How To Get a Startup Loan for a New Business

This "startup" phase is especially perilous: 
The majority of businesses find the first two years after inception to be the most difficult period during the life of their company.  A contributing factor is that cash can be sorely needed while building a customer base. Accessing the cash needed to grow within the first 24 months can be a steep hill to climb.*

How to access the funds needed to grow your business in the early days of operation:

Can You Get Venture Capital Funding?

Business textbooks teach that there are two ways to access funding when a business is started, equity financing & debt financing.

Equity financing means giving away a portion of the ownership of a business in return for funds. Debt financing refers to taking out a loan. When people speak of equity financing, they usually are referring to what's known as "Venture Capital."  

For all the glamorization of venture funding for startups portrayed on television shows such as "Shark Tank", according to Forbes Magazine, of the more than 600,000 businesses that are started each year, only about 300 actually receive venture funding.  This means there is a 99.95% chance that a new business will not have access to venture capital.

With such dismal numbers, if a new business needs funding beyond what can come from the owner(s) personal assets, it will be financed through loans.

What Loans are Available for a Startup?

The reason why there are so few lending options available to a business within its first 2 years or operation is because about one half of new businesses fail within the first 5 years.

There are, however, some avenues in which newer businesses can receive financing:

Bank and Credit Union Financing for New Businesses

One avenue for some startup business owners to receive financing is through their bank or their credit union. In most cases, this means accessing a loan that is guaranteed by the government via the Small Business Association, or SBA. SBA loans have low interest rates and long payback periods, but there are also several drawbacks to SBA loans.

With respect to startups, SBA loans require large down payments (10 to 20%).  Additionally, the borrower must almost always provide ample collateral (meaning something the lender can claim if you don't make the payments).
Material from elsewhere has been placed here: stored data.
//! Boundary conditions: a label selecting boundary points and a scalar functional.

use std::fmt;
use std::sync::Arc;

use crate::mesh_error::MeshError;

/// Scalar function of a point's coordinates.
pub type BoundaryFunction = Arc<dyn Fn(&[f64]) -> f64 + Send + Sync>;

/// Label value that marks boundary points.
pub const BOUNDARY_MARKER: i32 = 1;

/// A boundary condition: points labelled [`BOUNDARY_MARKER`] under `label_name`
/// get constrained slots filled with `function(coords)`.
///
/// An empty label name means the field has no boundary.
#[derive(Clone, Default)]
pub struct BoundaryCondition {
    label_name: String,
    function: Option<BoundaryFunction>,
}

impl BoundaryCondition {
    pub fn new(label_name: impl Into<String>, function: BoundaryFunction) -> Self {
        Self {
            label_name: label_name.into(),
            function: Some(function),
        }
    }

    pub fn label_name(&self) -> &str {
        &self.label_name
    }

    pub fn set_label_name(&mut self, name: impl Into<String>) {
        self.label_name = name.into();
    }

    pub fn set_function(&mut self, function: BoundaryFunction) {
        self.function = Some(function);
    }

    /// Whether a boundary label is configured.
    pub fn is_active(&self) -> bool {
        !self.label_name.is_empty()
    }

    /// Evaluate the boundary functional at `coords`.
    pub fn evaluate(&self, coords: &[f64]) -> Result<f64, MeshError> {
        self.function
            .as_ref()
            .map(|f| f(coords))
            .ok_or_else(|| MeshError::MissingBoundaryFunction(self.label_name.clone()))
    }
}

impl fmt::Debug for BoundaryCondition {
    fn fmt(&self, f: &mut fmt::Formatter<'_>) -> fmt::Result {
        f.debug_struct("BoundaryCondition")
            .field("label_name", &self.label_name)
            .field("has_function", &self.function.is_some())
            .finish()
    }
}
For most new business owners, this will make it necessary to have substantial equity in your home as well as a willingness to use it as security for the loan.

Secondly, the SBA lending process is a major undertaking, often requiring completion of courses that can take several weeks, more than 25 hours’ worth of paperwork including business plans and financial pro forma (projections).  This process can take several months to secure.

Lastly, SBA approval rates are dismal.  While the government doesn't publish the percentage of SBA loans that are approved, it is known anecdotally that more than 80% of all SBA applications are denied. If the statistics were to include only startup businesses, the percentage of applications denied likely would exceed 80%.

How To Get a Startup Loan for a New Business

Equipment Financing for New Businesses

Younger companies often look into equipment financing and leasing. This is a viable option for some businesses, but there can be significant drawbacks as well.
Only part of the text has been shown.